The present study of metabolite excretion over time after short-term exposure highlights the importance of the sampling time for biomonitoring. It could be shown that the concentrations of 1- NAP, 2- NAP and DHN reached a maximum 3.3 h after exposure. DHN is subsequently eliminated with a calculated initial half-life of 6.6 h (CI 5.4–8.6). To our knowledge, comparable data are not yet available for this substance. The results on the kinetics of DHN are very similar to those of 1-NAP and 2-NAP. Thus, they clearly differ from the results for 1-PYR, which shows an estimated time to peak of 5.3 h. Internal exposure is therefore indicated by DHN and the other NAP metabolites at an earlier stage than it is by 1-PYR. Thus, the time of sampling for biomonitoring in a setting with short-term exposure to PAHs has to be chosen with respect to the metabolite to be investigated.

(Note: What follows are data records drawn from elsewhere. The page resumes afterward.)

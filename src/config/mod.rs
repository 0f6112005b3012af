//! Configuration management for bedrock.
//!
//! Supports configuration from:
//! - Command-line arguments (highest priority)
//! - Environment variables (`BEDROCK_*`)
//! - A `.env` file loaded at startup

mod settings;

pub use settings::Config;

No matter which biomarker is regarded, a complete elimination of NAP or PYR absorbed during smoke exposure was not reached within the post exposure observation period of about 18 h. Calculated elimination kinetics for DHN show that, starting from the median maximum exposure (134.15 µg/g crea.), about 5 half-lives or approximately 33 h are required to reach pre exposure levels again, when assuming a monophasic elimination without any additional elimination phase. However, as a biphasic elimination with a slower second elimination phase has to be considered52, the estimated time should be a minimum to be adhered to. Overall, this suggests some cumulative effect if the intervals between individual short-term exposures to fire emissions are too short7. Accumulation effects may alter the evaluation of the internal exposure as found in this study, which may be rather considered as low to moderate from an occupational health perspective. In case of live fire training units, which can be scheduled such as those carried out in this study, re-exposure should therefore take place at the earliest on day 2 after pre-exposure.

Concluding remarks

PAHs, and in particular NAP, are relevant components of fire emissions. PAH uptake by firefighting instructors was demonstrated during short-term exposure even under full protection and good hygienic conditions. With regard to NAP biomonitoring, our results show that the urinary metabolites 1-NAP and DHN are particularly suitable as biomarkers, with DHN occurring in higher concentrations. In particular, DHN, which becomes more important as an excretion product with increasing exposure compared to 1-NAP and 2-NAP, was found to be sensitive in assessing the additional uptake of NAP at work. Unlike for 2-NAP, sources other than NAP seem to play a minor role for DHN formation, suggesting also a high selectivity of the marker. The ideal sampling time for recording the maximum internal load after short-term exposure is 3–4 h after the end of exposure. Given the potential of the biomarker, appropriate reference and limit values would be desirable. In addition to the common 1-PYR biomonitoring, our DHN measurements have shown that the protective clothing currently in use provides only limited protection especially against volatile substances. To reduce internal exposure, especially for instructors in training situations, the choice of fuel used (e.g. chipboard vs. untreated wood) could be a starting point7. Nevertheless, organisational measures should be taken to avoid daily exposure to smoke in order to prevent cumulative effects. In general, the absorption of volatile substances from the vapor phase through the skin must be regarded. In order to reduce the penetration of volatile substances onto the skin surface, revisions of protective clothing concepts should be considered.